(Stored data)
· · ·

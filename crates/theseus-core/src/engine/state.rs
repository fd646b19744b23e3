use super::mutation::MutationOperation;
use crate::core::descriptors::{self, Descriptors};
use crate::core::models::molecule::Molecule;
use crate::core::scoring::{self, FitnessResult, FitnessWeights};
use serde::{Deserialize, Deserializer, Serialize, Serializer};
use std::collections::HashSet;
use std::fmt;
use std::str::FromStr;
use std::sync::OnceLock;
use thiserror::Error;

/// Identifies a variant by its generation and its position in that generation's
/// population. Written as `g<generation>-<index>`, e.g. `g2-17`.
#[derive(Debug, Clone, Copy, PartialEq, Eq, Hash, PartialOrd, Ord)]
pub struct VariantId {
    pub generation: usize,
    pub index: usize,
}

impl VariantId {
    pub const SEED: Self = Self {
        generation: 0,
        index: 0,
    };

    pub fn new(generation: usize, index: usize) -> Self {
        Self { generation, index }
    }
}

impl fmt::Display for VariantId {
    fn fmt(&self, f: &mut fmt::Formatter<'_>) -> fmt::Result {
        write!(f, "g{}-{}", self.generation, self.index)
    }
}

#[derive(Debug, Error, Clone, PartialEq, Eq)]
#[error("Invalid variant id '{0}': expected the form g<generation>-<index>")]
pub struct ParseVariantIdError(pub String);

impl FromStr for VariantId {
    type Err = ParseVariantIdError;

    fn from_str(s: &str) -> Result<Self, Self::Err> {
        let err = || ParseVariantIdError(s.to_string());
        let rest = s
            .trim()
            .strip_prefix(['g', 'G'])
            .ok_or_else(err)?;
        let (generation, index) = rest.split_once('-').ok_or_else(err)?;
        Ok(Self {
            generation: generation.parse().map_err(|_| err())?,
            index: index.parse().map_err(|_| err())?,
        })
    }
}

impl Serialize for VariantId {
    fn serialize<S: Serializer>(&self, serializer: S) -> Result<S::Ok, S::Error> {
        serializer.collect_str(self)
    }
}

impl<'de> Deserialize<'de> for VariantId {
    fn deserialize<D: Deserializer<'de>>(deserializer: D) -> Result<Self, D::Error> {
        let text = String::deserialize(deserializer)?;
        text.parse().map_err(serde::de::Error::custom)
    }
}

/// One scored member of a population.
#[derive(Debug, Clone)]
pub struct Variant {
    pub id: VariantId,
    pub molecule: Molecule,
    pub parent_id: Option<VariantId>,
    pub mutations_this_step: Vec<MutationOperation>,
    pub cumulative_mutation_count: usize,
    pub descriptors: Descriptors,
    pub fitness: FitnessResult,
    /// Tanimoto similarity of this structure to the generation-0 seed.
    pub similarity_to_seed: f64,
    pub novel_entity: bool,
}

impl Variant {
    /// The generation-0 variant for a seed structure.
    pub fn seed(molecule: Molecule, weights: &FitnessWeights) -> Self {
        let descriptors = descriptors::describe(&molecule);
        let fitness = scoring::score(&descriptors, weights);
        Self {
            id: VariantId::SEED,
            molecule,
            parent_id: None,
            mutations_this_step: Vec::new(),
            cumulative_mutation_count: 0,
            descriptors,
            fitness,
            similarity_to_seed: 1.0,
            novel_entity: false,
        }
    }

    pub fn generation(&self) -> usize {
        self.id.generation
    }
}

/// Per-generation bookkeeping.
#[derive(Debug, Clone, PartialEq, Default, Serialize, Deserialize)]
pub struct GenerationStats {
    pub requested: usize,
    pub produced: usize,
    pub dropped: usize,
    /// Distinct canonical structures in the population.
    pub distinct_structures: usize,
    /// Structures that no earlier generation contained.
    pub first_seen_structures: usize,
    pub novel_entities: usize,
    pub best_score: Option<f64>,
    pub mean_score: Option<f64>,
}

impl GenerationStats {
    pub fn collect<'a>(
        population: &[Variant],
        requested: usize,
        seen_before: impl IntoIterator<Item = &'a str>,
    ) -> Self {
        let seen_before: HashSet<&str> = seen_before.into_iter().collect();
        let distinct: HashSet<&str> = population.iter().map(|v| v.molecule.canonical()).collect();
        let scores = population.iter().map(|v| v.fitness.score);
        let produced = population.len();
        Self {
            requested,
            produced,
            dropped: requested.saturating_sub(produced),
            distinct_structures: distinct.len(),
            first_seen_structures: distinct.difference(&seen_before).count(),
            novel_entities: population.iter().filter(|v| v.novel_entity).count(),
            best_score: scores.clone().reduce(f64::max),
            mean_score: (produced > 0).then(|| scores.sum::<f64>() / produced as f64),
        }
    }
}

/// One round of the lineage: a population and, once the caller has chosen, the
/// variant that parented the following round.
#[derive(Debug)]
pub struct Generation {
    pub index: usize,
    pub population: Vec<Variant>,
    pub stats: GenerationStats,
    selected: OnceLock<VariantId>,
}

impl Generation {
    pub fn new(index: usize, population: Vec<Variant>, stats: GenerationStats) -> Self {
        Self {
            index,
            population,
            stats,
            selected: OnceLock::new(),
        }
    }

    pub fn selected(&self) -> Option<VariantId> {
        self.selected.get().copied()
    }

    /// Records the selection. A generation is selected from at most once; later
    /// calls keep the first choice and return `false`.
    pub(crate) fn select(&self, id: VariantId) -> bool {
        self.selected.set(id).is_ok()
    }

    pub fn variant(&self, id: VariantId) -> Option<&Variant> {
        if id.generation != self.index {
            return None;
        }
        self.population.get(id.index).filter(|v| v.id == id)
    }
}

#[derive(Debug, Clone, Copy, PartialEq, Eq, Serialize, Deserialize)]
pub enum EvolutionState {
    Empty,
    Populated,
    AwaitingSelection,
}

impl fmt::Display for EvolutionState {
    fn fmt(&self, f: &mut fmt::Formatter<'_>) -> fmt::Result {
        let name = match self {
            Self::Empty => "empty",
            Self::Populated => "populated",
            Self::AwaitingSelection => "awaiting selection",
        };
        f.write_str(name)
    }
}

#[cfg(test)]
mod tests {
    use super::*;
    use crate::core::io::smiles::SmilesAdapter;
    use crate::core::io::traits::StructureAdapter;

    fn seed_variant() -> Variant {
        let molecule = SmilesAdapter::default()
            .parse("CC(=O)Nc1ccc(O)cc1")
            .unwrap();
        Variant::seed(molecule, &FitnessWeights::default())
    }

    #[test]
    fn variant_id_round_trips_through_text_and_serde() {
        let id = VariantId::new(2, 17);
        assert_eq!(id.to_string(), "g2-17");
        assert_eq!("g2-17".parse::<VariantId>().unwrap(), id);
        assert_eq!(" G2-17 ".parse::<VariantId>().unwrap(), id);
        assert_eq!(through_toml(&id), "g2-17");
    }

    fn through_toml(id: &VariantId) -> String {
        #[derive(Serialize, Deserialize)]
        struct Wrapper {
            id: VariantId,
        }
        let text = toml::to_string(&Wrapper { id: *id }).unwrap();
        let back: Wrapper = toml::from_str(&text).unwrap();
        assert_eq!(back.id, *id);
        back.id.to_string()
    }

    #[test]
    fn malformed_variant_ids_are_rejected() {
        for text in ["", "g", "2-17", "g2", "g2-", "gx-1", "g-1-2"] {
            assert!(text.parse::<VariantId>().is_err(), "{text}");
        }
    }

    #[test]
    fn seed_variant_has_no_history() {
        let seed = seed_variant();
        assert_eq!(seed.id, VariantId::SEED);
        assert_eq!(seed.generation(), 0);
        assert_eq!(seed.parent_id, None);
        assert!(seed.mutations_this_step.is_empty());
        assert_eq!(seed.cumulative_mutation_count, 0);
        assert!((seed.descriptors.molecular_weight - 151.16).abs() < 0.01);
    }

    #[test]
    fn generation_selection_is_recorded_once() {
        let generation = Generation::new(0, vec![seed_variant()], GenerationStats::default());
        assert_eq!(generation.selected(), None);
        assert!(generation.select(VariantId::SEED));
        assert!(!generation.select(VariantId::new(0, 1)));
        assert_eq!(generation.selected(), Some(VariantId::SEED));
        assert!(generation.variant(VariantId::SEED).is_some());
        assert!(generation.variant(VariantId::new(1, 0)).is_none());
    }

    #[test]
    fn stats_count_drops_duplicates_and_first_sightings() {
        let seed = seed_variant();
        let mut twin = seed.clone();
        twin.id = VariantId::new(0, 1);
        twin.novel_entity = true;
        let population = vec![seed.clone(), twin];
        let stats = GenerationStats::collect(&population, 5, [seed.molecule.canonical()]);
        assert_eq!(stats.produced, 2);
        assert_eq!(stats.dropped, 3);
        assert_eq!(stats.distinct_structures, 1);
        assert_eq!(stats.first_seen_structures, 0);
        assert_eq!(stats.novel_entities, 1);
        assert_eq!(stats.best_score, Some(seed.fitness.score));
        assert!((stats.mean_score.unwrap() - seed.fitness.score).abs() < 1e-12);

        let empty = GenerationStats::collect(&[], 4, std::iter::empty());
        assert_eq!(empty.best_score, None);
        assert_eq!(empty.mean_score, None);
        assert_eq!(empty.dropped, 4);
    }
}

· · ·

▶ [YOUR INSTRUCTIONS]: The required answer is the exact run of lines above starting at the line with "of a population." and ending at the line with "in the population.", with both ends present.

▶ [FINISHED TASK]:
/// One scored member of a population.
#[derive(Debug, Clone)]
pub struct Variant {
    pub id: VariantId,
    pub molecule: Molecule,
    pub parent_id: Option<VariantId>,
    pub mutations_this_step: Vec<MutationOperation>,
    pub cumulative_mutation_count: usize,
    pub descriptors: Descriptors,
    pub fitness: FitnessResult,
    /// Tanimoto similarity of this structure to the generation-0 seed.
    pub similarity_to_seed: f64,
    pub novel_entity: bool,
}

impl Variant {
    /// The generation-0 variant for a seed structure.
    pub fn seed(molecule: Molecule, weights: &FitnessWeights) -> Self {
        let descriptors = descriptors::describe(&molecule);
        let fitness = scoring::score(&descriptors, weights);
        Self {
            id: VariantId::SEED,
            molecule,
            parent_id: None,
            mutations_this_step: Vec::new(),
            cumulative_mutation_count: 0,
            descriptors,
            fitness,
            similarity_to_seed: 1.0,
            novel_entity: false,
        }
    }

    pub fn generation(&self) -> usize {
        self.id.generation
    }
}

/// Per-generation bookkeeping.
#[derive(Debug, Clone, PartialEq, Default, Serialize, Deserialize)]
pub struct GenerationStats {
    pub requested: usize,
    pub produced: usize,
    pub dropped: usize,
    /// Distinct canonical structures in the population.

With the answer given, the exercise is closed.